Saved data entries:
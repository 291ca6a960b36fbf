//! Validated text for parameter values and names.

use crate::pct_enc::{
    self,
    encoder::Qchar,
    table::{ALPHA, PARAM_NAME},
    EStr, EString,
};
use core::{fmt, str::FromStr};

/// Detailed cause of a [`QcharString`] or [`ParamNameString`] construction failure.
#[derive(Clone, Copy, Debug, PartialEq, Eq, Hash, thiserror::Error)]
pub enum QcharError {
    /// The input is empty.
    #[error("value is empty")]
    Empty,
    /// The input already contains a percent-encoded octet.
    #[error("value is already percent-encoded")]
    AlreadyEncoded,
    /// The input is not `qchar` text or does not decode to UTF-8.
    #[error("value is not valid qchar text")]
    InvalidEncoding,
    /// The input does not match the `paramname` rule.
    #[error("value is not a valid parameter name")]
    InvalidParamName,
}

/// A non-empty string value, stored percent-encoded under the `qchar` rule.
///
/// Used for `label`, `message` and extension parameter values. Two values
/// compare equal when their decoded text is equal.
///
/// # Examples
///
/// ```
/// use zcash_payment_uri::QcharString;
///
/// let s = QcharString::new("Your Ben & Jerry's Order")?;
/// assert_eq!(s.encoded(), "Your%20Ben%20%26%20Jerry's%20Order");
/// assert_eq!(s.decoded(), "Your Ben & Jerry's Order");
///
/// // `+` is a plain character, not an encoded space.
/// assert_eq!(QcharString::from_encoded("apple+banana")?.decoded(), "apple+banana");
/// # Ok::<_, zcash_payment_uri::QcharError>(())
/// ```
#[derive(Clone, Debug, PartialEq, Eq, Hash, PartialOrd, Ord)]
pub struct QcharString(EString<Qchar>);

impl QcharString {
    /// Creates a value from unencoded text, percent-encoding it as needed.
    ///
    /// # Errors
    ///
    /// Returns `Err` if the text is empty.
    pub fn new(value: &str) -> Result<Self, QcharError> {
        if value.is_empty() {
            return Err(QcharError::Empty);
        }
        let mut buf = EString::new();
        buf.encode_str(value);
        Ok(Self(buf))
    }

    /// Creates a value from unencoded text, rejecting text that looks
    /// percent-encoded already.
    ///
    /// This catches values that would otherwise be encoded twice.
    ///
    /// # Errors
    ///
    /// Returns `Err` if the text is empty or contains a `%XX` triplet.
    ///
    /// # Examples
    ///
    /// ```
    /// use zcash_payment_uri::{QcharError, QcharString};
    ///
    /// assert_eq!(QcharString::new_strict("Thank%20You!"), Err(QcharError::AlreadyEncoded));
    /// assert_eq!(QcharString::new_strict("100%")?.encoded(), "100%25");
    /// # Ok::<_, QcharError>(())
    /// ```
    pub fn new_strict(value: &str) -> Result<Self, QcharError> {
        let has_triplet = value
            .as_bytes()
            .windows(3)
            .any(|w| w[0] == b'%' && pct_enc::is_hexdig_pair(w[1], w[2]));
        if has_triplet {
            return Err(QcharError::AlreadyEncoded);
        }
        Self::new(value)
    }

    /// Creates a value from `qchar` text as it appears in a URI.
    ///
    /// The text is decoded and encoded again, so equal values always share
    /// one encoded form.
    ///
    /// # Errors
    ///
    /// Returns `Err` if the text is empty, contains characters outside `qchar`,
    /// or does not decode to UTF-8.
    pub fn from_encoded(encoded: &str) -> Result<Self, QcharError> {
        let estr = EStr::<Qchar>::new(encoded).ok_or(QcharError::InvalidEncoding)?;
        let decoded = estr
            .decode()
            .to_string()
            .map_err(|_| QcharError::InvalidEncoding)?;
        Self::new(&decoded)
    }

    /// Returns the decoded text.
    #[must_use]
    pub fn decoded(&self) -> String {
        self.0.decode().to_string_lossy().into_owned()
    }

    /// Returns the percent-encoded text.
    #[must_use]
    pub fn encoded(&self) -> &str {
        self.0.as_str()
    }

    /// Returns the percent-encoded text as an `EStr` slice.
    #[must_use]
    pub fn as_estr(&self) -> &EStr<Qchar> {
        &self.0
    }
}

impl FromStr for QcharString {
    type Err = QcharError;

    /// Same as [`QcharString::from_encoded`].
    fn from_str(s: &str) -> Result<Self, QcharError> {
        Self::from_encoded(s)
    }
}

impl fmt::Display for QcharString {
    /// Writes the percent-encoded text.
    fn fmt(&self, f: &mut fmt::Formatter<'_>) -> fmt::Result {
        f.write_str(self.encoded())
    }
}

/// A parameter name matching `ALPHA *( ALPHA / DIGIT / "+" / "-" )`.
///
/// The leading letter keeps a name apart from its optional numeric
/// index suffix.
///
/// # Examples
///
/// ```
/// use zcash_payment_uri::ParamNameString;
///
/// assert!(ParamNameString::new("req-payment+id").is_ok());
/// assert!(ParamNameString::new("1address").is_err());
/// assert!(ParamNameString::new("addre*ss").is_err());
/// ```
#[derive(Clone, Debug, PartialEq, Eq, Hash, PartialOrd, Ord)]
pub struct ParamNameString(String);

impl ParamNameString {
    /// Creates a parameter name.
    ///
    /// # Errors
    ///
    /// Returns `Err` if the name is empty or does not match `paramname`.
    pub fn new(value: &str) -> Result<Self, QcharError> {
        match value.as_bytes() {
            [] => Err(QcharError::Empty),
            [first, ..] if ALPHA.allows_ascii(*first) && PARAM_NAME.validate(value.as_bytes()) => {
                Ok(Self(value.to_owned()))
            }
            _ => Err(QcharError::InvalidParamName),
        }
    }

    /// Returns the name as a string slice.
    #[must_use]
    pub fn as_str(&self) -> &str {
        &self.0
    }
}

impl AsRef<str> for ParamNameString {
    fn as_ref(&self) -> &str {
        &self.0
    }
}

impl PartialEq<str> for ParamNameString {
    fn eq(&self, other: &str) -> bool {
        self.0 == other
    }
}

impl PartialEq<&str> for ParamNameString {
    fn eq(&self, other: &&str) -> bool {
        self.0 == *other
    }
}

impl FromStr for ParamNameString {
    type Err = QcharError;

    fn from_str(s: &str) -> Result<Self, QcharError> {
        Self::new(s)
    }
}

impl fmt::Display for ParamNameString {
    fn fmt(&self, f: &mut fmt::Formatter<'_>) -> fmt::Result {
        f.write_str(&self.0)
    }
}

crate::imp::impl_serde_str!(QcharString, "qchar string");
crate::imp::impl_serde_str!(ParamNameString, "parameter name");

DIRECTIONS: From the line containing "f.write_str(&self.0)" down to the last line of the records above, print every line exactly, with both ends kept.

ANSWER TO THE EXERCISE:
        f.write_str(&self.0)
    }
}

crate::imp::impl_serde_str!(QcharString, "qchar string");
crate::imp::impl_serde_str!(ParamNameString, "parameter name");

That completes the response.